REDAZIONE SIENA

Passioni d’arte di Federigo Tozzi

La mostra al Santa Maria evento clou del centenario. Dal gotico senese alle illustrazioni di Viani

Dell’intero programma messo a punto dal Comitato promotore delle celebrazioni organizzate dal Comune per celebrare il centenario della scomparsa di Federigo Tozzi il piatto forte era la mostra sul rapporto del grande scrittore con le arti figurative: un tema ancora da esplorare nei suoi molteplici svolgimenti. L’esposizione che si snoda al sesto piano del Santa Maria della Scala risponde in pieno all’obiettivo perseguito. Curata magistralmente da Riccardo Castellana, Michele Simona Eremita e Luca Quattrocchi, disegna un itinerario ricco e sorprendente. Finalmente una mostra frutto di accuratissime ricerche e prodotta a Siena, con energie intellettuali qui attive, e non una delle tante precotte offerte chiavi in mano e ospitate per riempire i vuoti. Si dipana scandendo tempi, predilezioni e scelte che accompagnarono lungo tutta la sua tormentata esperienza un autore ancora in attesa dei riconoscimenti che merita.

Degli anni più intensamente senesi, cioè fino al 1914, risaltano opere in profonda sintonia con una nervosa scrittura mai quieta e appagata. Come un pellegrino il giovane Tozzi girava per le chiese rapito dalle tavole del gotico senese, dai fondi oro delle Madonne, dal Lorenzetti a San Francesco: un patrimonio fondante mai dimenticato.
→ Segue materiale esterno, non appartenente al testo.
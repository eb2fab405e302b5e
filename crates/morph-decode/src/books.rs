// Canonical book tables for both corpora.
//
// Book numbers are canonical across the whole Bible: the Hebrew canon takes
// 1-39 and New Testament books follow at 40-66.

/// Hebrew canon books in canonical order.
pub const OT_BOOKS: [&str; 39] = [
    "Genesis",
    "Exodus",
    "Leviticus",
    "Numbers",
    "Deuteronomy",
    "Joshua",
    "Judges",
    "Ruth",
    "I Samuel",
    "II Samuel",
    "I Kings",
    "II Kings",
    "I Chronicles",
    "II Chronicles",
    "Ezra",
    "Nehemiah",
    "Esther",
    "Job",
    "Psalms",
    "Proverbs",
    "Ecclesiastes",
    "Song of Solomon",
    "Isaiah",
    "Jeremiah",
    "Lamentations",
    "Ezekiel",
    "Daniel",
    "Hosea",
    "Joel",
    "Amos",
    "Obadiah",
    "Jonah",
    "Micah",
    "Nahum",
    "Habakkuk",
    "Zephaniah",
    "Haggai",
    "Zechariah",
    "Malachi",
];

/// New Testament books in canonical order.
pub const NT_BOOKS: [&str; 27] = [
    "Matthew",
    "Mark",
    "Luke",
    "John",
    "Acts",
    "Romans",
    "1 Corinthians",
    "2 Corinthians",
    "Galatians",
    "Ephesians",
    "Philippians",
    "Colossians",
    "1 Thessalonians",
    "2 Thessalonians",
    "1 Timothy",
    "2 Timothy",
    "Titus",
    "Philemon",
    "Hebrews",
    "James",
    "1 Peter",
    "2 Peter",
    "1 John",
    "2 John",
    "3 John",
    "Jude",
    "Revelation",
];

/// Added to a New Testament book's order to get its canonical number.
pub const NT_OFFSET: u32 = 39;

/// Added to a New Testament book's order in GNT file names
/// (`61-Mt-morphgnt.txt` is Matthew).
pub const GNT_FILE_OFFSET: u32 = 60;

const GNT_FILE_SUFFIX: &str = "-morphgnt";

/// A book with its canonical number (1-66).
#[derive(Debug, Clone, Copy, PartialEq, Eq, Hash, PartialOrd, Ord)]
pub struct Book {
    pub number: u32,
    pub name: &'static str,
}

impl Book {
    /// Hebrew canon book by canonical number.
    pub fn old_testament(number: u32) -> Option<Self> {
        let idx = (number as usize).checked_sub(1)?;
        OT_BOOKS.get(idx).map(|&name| Book { number, name })
    }

    /// New Testament book by its order within the New Testament (1-27).
    pub fn new_testament(order: u32) -> Option<Self> {
        let idx = (order as usize).checked_sub(1)?;
        NT_BOOKS.get(idx).map(|&name| Book {
            number: order + NT_OFFSET,
            name,
        })
    }

    pub fn is_new_testament(&self) -> bool {
        self.number > NT_OFFSET
    }

    /// Name with spaces removed and lowercased, as used by WLC file names.
    pub fn file_stem(&self) -> String {
        self.name.replace(' ', "").to_lowercase()
    }
}

/// Resolve a WLC file stem (`"isamuel"`, `"SongofSolomon"`) to its book.
///
/// Matching is case-insensitive against the book name with spaces removed.
pub fn wlc_book_for_stem(stem: &str) -> Option<Book> {
    let wanted = stem.to_lowercase();
    (1..=OT_BOOKS.len() as u32)
        .filter_map(Book::old_testament)
        .find(|b| b.file_stem() == wanted)
}

/// Resolve a GNT file stem (`"61-Mt-morphgnt"`) to its book.
pub fn gnt_book_for_stem(stem: &str) -> Option<Book> {
    let rest = stem.strip_suffix(GNT_FILE_SUFFIX)?;
    let (number, abbrev) = rest.split_once('-')?;
    if abbrev.is_empty() || !abbrev.chars().all(|c| c.is_ascii_alphanumeric()) {
        return None;
    }
    if number.is_empty() || !number.chars().all(|c| c.is_ascii_digit()) {
        return None;
    }
    let number: u32 = number.parse().ok()?;
    Book::new_testament(number.checked_sub(GNT_FILE_OFFSET)?)
}
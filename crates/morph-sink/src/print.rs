// Stdout sink.

use std::io::{self, Write};

use morph_core::DecodedWord;

use crate::retry::BatchWriter;
use crate::{Sink, SinkError};

/// Records per batch.
pub const BATCH_SIZE: usize = 100;

/// How each record is rendered.
#[derive(Debug, Clone, Copy, PartialEq, Eq, Default)]
pub enum PrintFormat {
    /// One JSON object per line.
    #[default]
    Json,
    /// `id<TAB>lemma<TAB>code<TAB>flattened morphology`.
    Flat,
}

/// Writes records to a byte stream, stdout by default.
#[derive(Debug)]
pub struct PrintSink<W = io::Stdout> {
    out: W,
    format: PrintFormat,
}

impl PrintSink {
    pub fn stdout(format: PrintFormat) -> Self {
        Self::new(io::stdout(), format)
    }
}

impl<W: Write> PrintSink<W> {
    pub fn new(out: W, format: PrintFormat) -> Self {
        Self { out, format }
    }

    pub fn into_inner(self) -> W {
        self.out
    }

    fn write_word(&mut self, word: &DecodedWord) -> Result<(), SinkError> {
        match self.format {
            PrintFormat::Json => serde_json::to_writer(&mut self.out, word)?,
            PrintFormat::Flat => write!(
                self.out,
                "{}\t{}\t{}\t{}",
                word.sequence_id,
                word.lemma,
                word.raw_code,
                word.flat_morphology()
            )?,
        }
        self.out.write_all(b"\n")?;
        Ok(())
    }
}

impl<W: Write> BatchWriter<DecodedWord> for PrintSink<W> {
    fn write_batch(&mut self, batch: &[DecodedWord]) -> Result<Vec<DecodedWord>, SinkError> {
        for word in batch {
            self.write_word(word)?;
        }
        Ok(Vec::new())
    }
}

impl<W: Write> Sink for PrintSink<W> {
    fn batch_size(&self) -> usize {
        BATCH_SIZE
    }

    fn finish(&mut self) -> Result<(), SinkError> {
        self.out.flush()?;
        Ok(())
    }
}
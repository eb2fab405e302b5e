// Decision nodes and how a walk leaves them.

/// Index of a node inside its [`Grammar`](crate::Grammar) arena.
#[derive(Debug, Clone, Copy, PartialEq, Eq, Hash, PartialOrd, Ord)]
pub struct NodeId(pub(crate) usize);

impl NodeId {
    pub fn index(self) -> usize {
        self.0
    }
}

/// Predicate over the letter consumed at a branching node.
pub type Predicate = fn(char) -> bool;

/// How the walk selects the node for the next letter.
#[derive(Debug, Clone, Copy)]
pub enum Step {
    /// No successor; any remaining letters are left undecoded.
    Leaf,
    /// Always continue with the given node.
    Linear(NodeId),
    /// Evaluate `predicate` on the letter just consumed at this node.
    Branch {
        predicate: Predicate,
        on_true: NodeId,
        on_false: NodeId,
    },
}

impl Step {
    /// The successor after consuming `code` at the owning node.
    #[inline]
    pub fn next(&self, code: char) -> Option<NodeId> {
        match *self {
            Step::Leaf => None,
            Step::Linear(next) => Some(next),
            Step::Branch {
                predicate,
                on_true,
                on_false,
            } => Some(if predicate(code) { on_true } else { on_false }),
        }
    }

    /// Every node this step can lead to.
    pub fn targets(&self) -> Vec<NodeId> {
        match *self {
            Step::Leaf => Vec::new(),
            Step::Linear(next) => vec![next],
            Step::Branch {
                on_true, on_false, ..
            } => vec![on_true, on_false],
        }
    }
}

/// One grammatical category decode step.
///
/// `T` identifies the lookup table through a
/// [`TableSource`](crate::TableSource). A node without a table decodes
/// nothing for its letter. A placeholder node consumes its letter without
/// storing anything.
#[derive(Debug, Clone)]
pub struct DecisionNode<T> {
    category: &'static str,
    table: Option<T>,
    top_label: Option<&'static str>,
    placeholder: bool,
    step: Step,
}

impl<T: Copy> DecisionNode<T> {
    /// A leaf node for `category` with no table.
    pub fn new(category: &'static str) -> Self {
        Self {
            category,
            table: None,
            top_label: None,
            placeholder: false,
            step: Step::Leaf,
        }
    }

    pub fn with_table(mut self, table: T) -> Self {
        self.table = Some(table);
        self
    }

    /// Part-of-speech label reported when this node is a tree root.
    pub fn with_top_label(mut self, label: &'static str) -> Self {
        self.top_label = Some(label);
        self
    }

    /// Mark the node as a non-contributing placeholder slot.
    pub fn placeholder(mut self) -> Self {
        self.placeholder = true;
        self
    }

    /// Continue unconditionally with `next`.
    pub fn then(mut self, next: NodeId) -> Self {
        self.step = Step::Linear(next);
        self
    }

    /// Continue with `on_true` or `on_false` depending on the consumed letter.
    pub fn branch(mut self, predicate: Predicate, on_true: NodeId, on_false: NodeId) -> Self {
        self.step = Step::Branch {
            predicate,
            on_true,
            on_false,
        };
        self
    }

    pub fn category(&self) -> &'static str {
        self.category
    }

    pub fn table(&self) -> Option<T> {
        self.table
    }

    pub fn top_label(&self) -> Option<&'static str> {
        self.top_label
    }

    /// `top_label` if set, otherwise the category name.
    pub fn label(&self) -> &'static str {
        self.top_label.unwrap_or(self.category)
    }

    pub fn is_placeholder(&self) -> bool {
        self.placeholder
    }

    pub fn step(&self) -> &Step {
        &self.step
    }
}
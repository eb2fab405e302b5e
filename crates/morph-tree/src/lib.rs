//! Decision-tree engine for decoding single-letter morphology codes.
//!
//! A grammar is a set of immutable decision trees stored in one arena. Each
//! node names the category it decodes and the lookup table that turns the
//! current code letter into a label, then says how to reach the next node:
//! not at all ([`Step::Leaf`]), unconditionally ([`Step::Linear`]), or by a
//! predicate over the letter just consumed ([`Step::Branch`]).
//!
//! # Architecture
//!
//! - [`table`] -- letter-to-label lookup tables
//! - [`node`] -- decision nodes and successor steps
//! - [`grammar`] -- node arena, root registry and builder validation
//! - [`walk`] -- the cursor that consumes a code one letter at a time

pub mod grammar;
pub mod node;
pub mod table;
pub mod walk;

pub use grammar::{Grammar, GrammarBuilder};
pub use node::{DecisionNode, NodeId, Predicate, Step};
pub use table::LookupTable;
pub use walk::{Cursor, PART_KEY, walk};

/// Error type for grammar construction.
#[derive(Debug, Clone, PartialEq, Eq, thiserror::Error)]
pub enum TreeError {
    #[error("node {node} is referenced but the grammar only has {len} nodes")]
    DanglingNode { node: usize, len: usize },
    #[error("grammar has no roots")]
    NoRoots,
}

/// Resolves the table identifiers stored in decision nodes.
///
/// Nodes carry a small copyable identifier `T` instead of a table reference,
/// so one grammar can be paired with any table set that knows those ids.
pub trait TableSource<T> {
    /// The table registered under `id`, if any.
    fn table(&self, id: T) -> Option<&LookupTable>;

    /// Translate `code` through table `id`. `None` means no label was
    /// produced and the caller leaves the attribute absent.
    fn lookup(&self, id: T, code: char) -> Option<&'static str> {
        self.table(id).and_then(|t| t.get(code))
    }
}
Va tenuto presente anche se ovviamente non è in mostra. Che inizia con alcuni gessi restaurati e con la drammatica ’Crocifissione’ in bronzo di Patrizio Fracassi, sodale tra i più frequentati, morto a 28 anni suicida. Le incisioni di Gino Barbieri e Ferruccio Pasqui per il poema ’La città delle Vergine’ esaltano una misteriosa città: “Ombre delle tue torri sul mio cuore! Ombre feroci, perfide di agguati! Oh, noi ci siano lungamente amati, in gran silenzio, d’un immenso amore…’.

Traspare dai versi l’attrazione per un antico spazio urbano percorso da crudeli odi, eppure suscitatore di un fascino inestirpabile. L’anarcoide viareggino Lorenzo Viani fu artista tra i più vicini al mondo tozziano, popolato da vinti e derelitti, rappresentati con furente espressionismo. Non a caso Tozzi avrebbe da lui voluto l’illustrazione della copertina di ’Tre Croci’. La sezione incentrata sulle sue incisioni è tra le più consonanti con lo "scarnificato paradigma" dello stile che accomuna entrambi. Umberto Giunti, allievo di quella straordinaria fucina che fu l’Istituto d’arte, geniale falsario ch’ebbe a maestro Joni, si dedicava a scene storiche come il più popolare fratello Vittorio: fedele a una tradizione che Tozzi sentiva stretta, ma mai rinnegò o rimosse. Nel 1914 Tozzi fece fagotto e da Castagneto si trasferì a Roma, dove avviò fruttuosi contatti con i protagonisti di una nascente industria culturale. Gli incontri con gli artisti operanti nella capitale schiusero orizzonti nuovi. Luigi Pirandello fu uno degli estimatori più acuti e generosi. L’esposizione ricrea il clima di quegli anni e consente di vedere i quadri sui quali Tozzi scrisse rivelando doti fino allora sopite. Per la collettiva allestita nella Casina del Pincio nel 1918 Tozzi pubblicò per il ’Messaggero della domenica’ un saggio critico, soffermandosi su lavori che attestavano la spinta verso un non ripetitivo ’ritorno all’ordine’. Difese a spada tratta la carica innovativa del romano Ferruccio Ferrazzi. Un suo malinconico ritratto di donna è stato preso a immagine simbolo della mostra. Che merita una lenta visita, di quelle che lasciano il segno.